描いていて感じたことは、「また性懲りもなく日常を描いてるな、こいつ」ということです。まったく、縁側とそれにつながる六畳ぐらいの部屋と土間がある家がどれだけ好きなんでしょうね。自分でも笑っちゃいます。でも、こんな普通の会話が描いていて楽しいんですよね。先にも述べましたが、こういうなんでもない日常の中に幸せがある、と私はぼんやり思います。

なんとなく寂しい雰囲気で終わりましたが、でも賑やかな人が去った後っていうのは、あんなものでしょう。別にそれほど深刻な事ではないと思います。「やれやれ」と思う反面、ちょっと寂しい、そんな小さな感傷が霊夢にあったのだと思います。

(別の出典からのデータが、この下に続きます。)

//! Timer controller.
//!
//! Each operation is a full read-modify-write of the shared record followed
//! by a [`TimerChange`] event for the fan-out. Operations never fail:
//! invalid preconditions degrade to a no-op or to the nearest valid
//! transition, and a failed write is logged and leaves the store as it was.

use tokio::sync::mpsc;

use super::{TimerChange, Transition};
use crate::clock::{add_seconds, seconds_between, Clock};
use crate::derive::derive;
use crate::faces::{CubeFace, CubeMode, FaceCatalog};
use crate::store::TimerStore;
use crate::types::{DerivedState, TimerRecord, TimerState};

/// Default duration for a background start when nothing was configured (25 minutes).
pub const DEFAULT_DURATION_SECS: f64 = 25.0 * 60.0;

/// Longest accepted run (100 days); longer requests are clamped.
pub const MAX_DURATION_SECS: f64 = 100.0 * 24.0 * 60.0 * 60.0;

// ============================================================================
// TimerController
// ============================================================================

/// Mutates the shared timer record and announces each change.
pub struct TimerController<S, C> {
    /// Shared record storage
    store: S,
    /// Wall-clock source
    clock: C,
    /// Change sender for the fan-out
    change_tx: mpsc::UnboundedSender<TimerChange>,
    /// Duration used by `start_last` before any fresh start was recorded
    default_duration: f64,
}

impl<S: TimerStore, C: Clock> TimerController<S, C> {
    /// Creates a controller over `store` announcing changes on `change_tx`.
    pub fn new(store: S, clock: C, change_tx: mpsc::UnboundedSender<TimerChange>) -> Self {
        Self {
            store,
            clock,
            change_tx,
            default_duration: DEFAULT_DURATION_SECS,
        }
    }

    /// Overrides the fallback duration for `start_last`.
    #[must_use]
    pub fn with_default_duration(mut self, seconds: f64) -> Self {
        self.default_duration = sanitize_duration(seconds);
        self
    }

    /// Reads the current record.
    pub fn read(&self) -> TimerRecord {
        self.store.read()
    }

    /// Derives what a renderer would show right now.
    pub fn derived(&self) -> DerivedState {
        derive(&self.store.read(), self.clock.now())
    }

    /// Returns the duration a "start last timer" action uses.
    pub fn last_duration(&self) -> f64 {
        self.store.read().last_duration(self.default_duration)
    }

    /// Starts a run of `duration` seconds, replacing any current run.
    ///
    /// A fresh start (`is_resume == false`) also records `duration` as the
    /// sticky last configured duration.
    pub fn start(&self, duration: f64, is_resume: bool) -> TimerRecord {
        let duration = sanitize_duration(duration);
        let current = self.store.read();
        let now = self.clock.now();

        let record = TimerRecord {
            state: TimerState::Running,
            end_date: Some(add_seconds(now, duration)),
            original_duration: Some(duration),
            remaining_duration: None,
            last_configured_duration: if is_resume {
                current.last_configured_duration
            } else {
                Some(duration)
            },
        };

        tracing::info!(duration, is_resume, "タイマーを開始します");
        self.commit(current, record, Transition::Started { resumed: is_resume })
    }

    /// Starts a fresh run using the last configured duration.
    pub fn start_last(&self) -> TimerRecord {
        self.start(self.last_duration(), false)
    }

    /// Pauses a running timer, capturing the time left.
    ///
    /// Pausing a timer whose end instant has already passed stops it
    /// instead. Anything other than a Running record is left untouched.
    pub fn pause(&self) -> TimerRecord {
        let current = self.store.read();

        let end_date = match (current.state, current.end_date) {
            (TimerState::Running, Some(end_date)) => end_date,
            _ => {
                tracing::debug!(state = %current.state, "実行中ではないため一時停止をスキップします");
                return current;
            }
        };

        let remaining = seconds_between(end_date, self.clock.now());
        if remaining <= 0.0 {
            tracing::debug!("タイマーは既に終了しているため停止します");
            return self.stop();
        }

        let record = TimerRecord {
            state: TimerState::Paused,
            end_date: None,
            remaining_duration: Some(remaining),
            ..current.clone()
        };

        tracing::info!(remaining, "タイマーを一時停止します");
        self.commit(current, record, Transition::Paused)
    }

    /// Resumes a paused timer with its captured remaining time.
    ///
    /// No-op unless the record is Paused with a positive snapshot.
    pub fn resume(&self) -> TimerRecord {
        let current = self.store.read();

        match (current.state, current.remaining_duration) {
            (TimerState::Paused, Some(remaining)) if remaining > 0.0 => self.start(remaining, true),
            _ => {
                tracing::debug!(state = %current.state, "一時停止中ではないため再開をスキップします");
                current
            }
        }
    }

    /// Returns the timer to Idle, keeping the sticky last configured duration.
    ///
    /// Always writes and announces, even when already Idle.
    pub fn stop(&self) -> TimerRecord {
        let current = self.store.read();

        let record = TimerRecord {
            last_configured_duration: current.last_configured_duration,
            ..TimerRecord::idle()
        };

        tracing::info!("タイマーを停止します");
        self.commit(current, record, Transition::Stopped)
    }

    /// Selects a face: stops the current run, then starts the face's duration.
    pub fn select_face(&self, face: &CubeFace) -> TimerRecord {
        tracing::debug!(face = %face.name, "フェイスを選択しました");
        self.stop();
        self.start(face.duration, false)
    }

    /// Switches the cube to another preset set, stopping any current run.
    pub fn change_mode(&self, catalog: &mut FaceCatalog, mode: CubeMode) -> TimerRecord {
        catalog.change_mode(mode);
        self.stop()
    }

    /// Edits the custom face; restarts it when it is the selected face.
    ///
    /// Returns `None` when nothing was restarted.
    pub fn update_custom_duration(
        &self,
        catalog: &mut FaceCatalog,
        minutes: u32,
    ) -> Option<TimerRecord> {
        let face = catalog.update_custom_duration(minutes)?;
        Some(self.select_face(&face))
    }

    /// Persists `record` and announces it; on failure keeps `previous`.
    fn commit(
        &self,
        previous: TimerRecord,
        record: TimerRecord,
        transition: Transition,
    ) -> TimerRecord {
        if let Err(e) = self.store.write(&record) {
            tracing::warn!("タイマー状態の保存に失敗しました: {}", e);
            return previous;
        }

        let change = TimerChange {
            transition,
            record: record.clone(),
        };
        if self.change_tx.send(change).is_err() {
            tracing::debug!("変更通知の受信者がいません");
        }

        record
    }
}

/// Clamps a requested duration into `[0, MAX_DURATION_SECS]`.
fn sanitize_duration(seconds: f64) -> f64 {
    if seconds.is_nan() || seconds <= 0.0 {
        0.0
    } else {
        seconds.min(MAX_DURATION_SECS)
    }
}

// ============================================================================
// Tests
// ============================================================================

さて、次は雨を題材にした物語でも作ろうかな・・・と考えています。「東方百人一首劇」というシリーズもそろそろ始めたいなとも思っているところです。ですが、そろそろ現実世界が忙しくなってきたので、もう少し作成頻度が下がると思われますので、そのあたり、気長に待って頂けたらなぁと思います。

2013/06/16

週末雑感 影響


昨日は梅雨らしい天気になり、わりとご機嫌な李花尺です。

さて、今回は私が作品を作るにあたって深い部分で影響を与えているものはなんだろうか、ということを考えていきたいと思います。「巡るは季節」や「朱と蒼」はそれぞれ題材とした小説がありますし、初期の数作品では和歌をもとにしています。これらは明瞭な「原作」がありますが、それとは別に、私自身のものの考え方や捉え方の由来というのはなんなんだろうか・・・ということを考えていこうという試みです。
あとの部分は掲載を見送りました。